In reality, we may not realise that we’ve crossed the last two boundaries because it’s a gradual process. But one day, it’ll hit us – we’ve been looking in the mirror and no longer see ‘him’ by default. Instead, we’re seeing someone who, to our eyes, is irrefutably female. We feel euphoric and realise that all of the struggles and anxieties have not been in vain and at long last the inner woman is flourishing. But will others see what we see?

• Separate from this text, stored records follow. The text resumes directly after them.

//! Core control-plane services.
//!
//! # Purpose
//! Wraps the backing store with the rules the store does not own: namespace
//! validation before writes, and SQL normalization before stats are recorded.
mod namespaces;
mod sql_stats;

pub use namespaces::NamespaceStore;
pub use sql_stats::SqlStatsAggregator;
//! Admin HTTP API module.
//!
//! # Purpose
//! Exposes the `/api/cc` route handlers, their payload types, and the error
//! mapping shared by all of them.
pub mod error;
pub mod namespaces;
pub mod openapi;
pub mod proxy;
pub mod sql;
pub mod system;
pub mod types;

Look on any CD themed forum or website where photos are posted and there are plenty of examples of attractive CDers. And the outfits of many conform to what is almost a uniform for the community – the classic office look comprising a tailored dress or skirt suit, courts/pumps with a 3”-4” stiletto heel, heavy makeup, particularly on the eyes and lips, and an attractive longer length hairstyle. As I’ve said in previous posts, most of us are heterosexual males so there’s an inevitability that our first outfits will conform to what many of us find attractive. And those of us who have sought affirmation through complimentary comments will lap up the praise that our adoring followers pile onto us with every photo we post.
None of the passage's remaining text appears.